Une fillette sortant sa tête d'une voiture près d'un char turc non loin de la frontière syrienne. Photo AFP
Cité par les médias turcs, le Premier ministre Binali Yildirim a indiqué que des militaires turcs étaient entrés à 11h05 (08H05 GMT) dans la région d'Afrine, contrôlée par les Unités de protection du peuple (YPG), et pilonnée par l'aviation et l'artillerie d'Ankara. L'offensive turque risque de tendre davantage les rapports entre Ankara et Washington, qui a appelé dimanche la Turquie à "faire preuve de retenue". "Nous appelons la Turquie à s'assurer que ses opérations militaires restent d'une portée et d'une durée limitées et à scrupuleusement éviter toute victime civile", a indiqué la porte-parole du département d'Etat Heather Nauert. Les Etats-Unis soutiennent en effet une coalition arabo-kurde, dont font partie les YPG, pour combattre le groupe Etat islamique (EI).

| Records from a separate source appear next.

//! Protocol codec
//!
//! Framing for requests and responses.
//!
//! ## Wire Format
//!
//! ```text
//! ┌──────────┬─────────────────────────────┐
//! │ Len (2)  │   UTF-8 JSON document       │
//! └──────────┴─────────────────────────────┘
//! ```
//!
//! `Len` is the unsigned big-endian byte count of the payload, so a single
//! message carries at most 65535 bytes. Each connection exchanges exactly
//! one request frame and one response frame.

use std::io::{Read, Write};

use bytes::{BufMut, Bytes, BytesMut};

use crate::error::{JsonDbError, Result};

use super::{Request, Response};

/// Size of the length prefix in bytes
pub const LENGTH_PREFIX_SIZE: usize = 2;

/// Largest payload a frame can carry
pub const MAX_PAYLOAD_SIZE: usize = u16::MAX as usize;

// =============================================================================
// Frame Encoding/Decoding
// =============================================================================

/// Encode a message as a length-prefixed frame
pub fn encode_frame(message: &str) -> Result<Bytes> {
    let payload = message.as_bytes();
    if payload.len() > MAX_PAYLOAD_SIZE {
        return Err(JsonDbError::Protocol(format!(
            "Payload too large: {} bytes (max {})",
            payload.len(),
            MAX_PAYLOAD_SIZE
        )));
    }

    let mut frame = BytesMut::with_capacity(LENGTH_PREFIX_SIZE + payload.len());
    frame.put_u16(payload.len() as u16);
    frame.put_slice(payload);

    Ok(frame.freeze())
}

/// Decode a complete frame held in memory
///
/// Trailing bytes after the declared payload are rejected.
pub fn decode_frame(bytes: &[u8]) -> Result<String> {
    if bytes.len() < LENGTH_PREFIX_SIZE {
        return Err(JsonDbError::Protocol(format!(
            "Incomplete header: expected {} bytes, got {}",
            LENGTH_PREFIX_SIZE,
            bytes.len()
        )));
    }

    let payload_len = u16::from_be_bytes([bytes[0], bytes[1]]) as usize;
    let payload = &bytes[LENGTH_PREFIX_SIZE..];

    if payload.len() != payload_len {
        return Err(JsonDbError::Protocol(format!(
            "Frame length mismatch: header says {} bytes, got {}",
            payload_len,
            payload.len()
        )));
    }

    payload_to_string(payload.to_vec())
}

fn payload_to_string(payload: Vec<u8>) -> Result<String> {
    String::from_utf8(payload)
        .map_err(|e| JsonDbError::Protocol(format!("Payload is not valid UTF-8: {}", e)))
}

// =============================================================================
// Stream-based I/O helpers
// =============================================================================

/// Read one frame from a stream
///
/// Blocks until the whole payload has arrived or an error occurs
pub fn read_frame<R: Read>(reader: &mut R) -> Result<String> {
    let mut header = [0u8; LENGTH_PREFIX_SIZE];
    reader.read_exact(&mut header)?;

    let payload_len = u16::from_be_bytes(header) as usize;

    let mut payload = vec![0u8; payload_len];
    if payload_len > 0 {
        reader.read_exact(&mut payload)?;
    }

    payload_to_string(payload)
}

/// Write one frame to a stream and flush it
pub fn write_frame<W: Write>(writer: &mut W, message: &str) -> Result<()> {
    let frame = encode_frame(message)?;
    writer.write_all(&frame)?;
    writer.flush()?;
    Ok(())
}

/// Serialize and send a request
pub fn write_request<W: Write>(writer: &mut W, request: &Request) -> Result<()> {
    write_frame(writer, &request.to_json()?)
}

/// Read and deserialize a response
pub fn read_response<R: Read>(reader: &mut R) -> Result<Response> {
    Response::from_json(&read_frame(reader)?)
}

/// Serialize and send a response
pub fn write_response<W: Write>(writer: &mut W, response: &Response) -> Result<()> {
    write_frame(writer, &response.to_json()?)
}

De son côté, le ministre américain de la Défense Jim Mattis a affirmé qu'Ankara avait prévenu Washington avant de lancer son opération aérienne et terrestre en Syrie, estimant que les préoccupations sécuritaires de la Turquie étaient "légitimes". "La Turquie a été franche, ils nous avertis avant de lancer l'aviation, ils nous ont dit qu'ils allaient le faire en consultation avec nous et nous travaillons maintenant sur la marche à suivre avec le ministère des Affaires étrangères", a déclaré M. Mattis à des journalistes qui l'accompagnaient à bord d'un avion le conduisant en Asie pour une tournée d'une semaine.
Exhortant Ankara à mettre fin à son offensive, la France a demandé une réunion d'urgence du Conseil de sécurité de l'ONU devant l'escalade militaire en Syrie marquée par l'offensive turque, mais aussi les bombardements du régime syrien, notamment à Idleb (nord-ouest).
Au deuxième jour de cette offensive, baptisée "Rameau d'olivier", l'armée turque a affirmé avoir détruit "45 cibles", dont des abris et des caches d'armes. Selon l'Observatoire syrien des droits de l'Homme, 18 personnes, pour la plupart des civils, ont été tuées dans les bombardements turcs depuis samedi. Ankara affirme n'avoir touché que des "terroristes" et accuse les YPG de "propagande".
De leur côté, les autorités turques ont accusé les YPG d'être à l'origine de tirs de roquettes contre deux villes frontalières turques qui ont fait un mort et près de 40 blessés, un bilan invérifiable de façon indépendante dans l'immédiat.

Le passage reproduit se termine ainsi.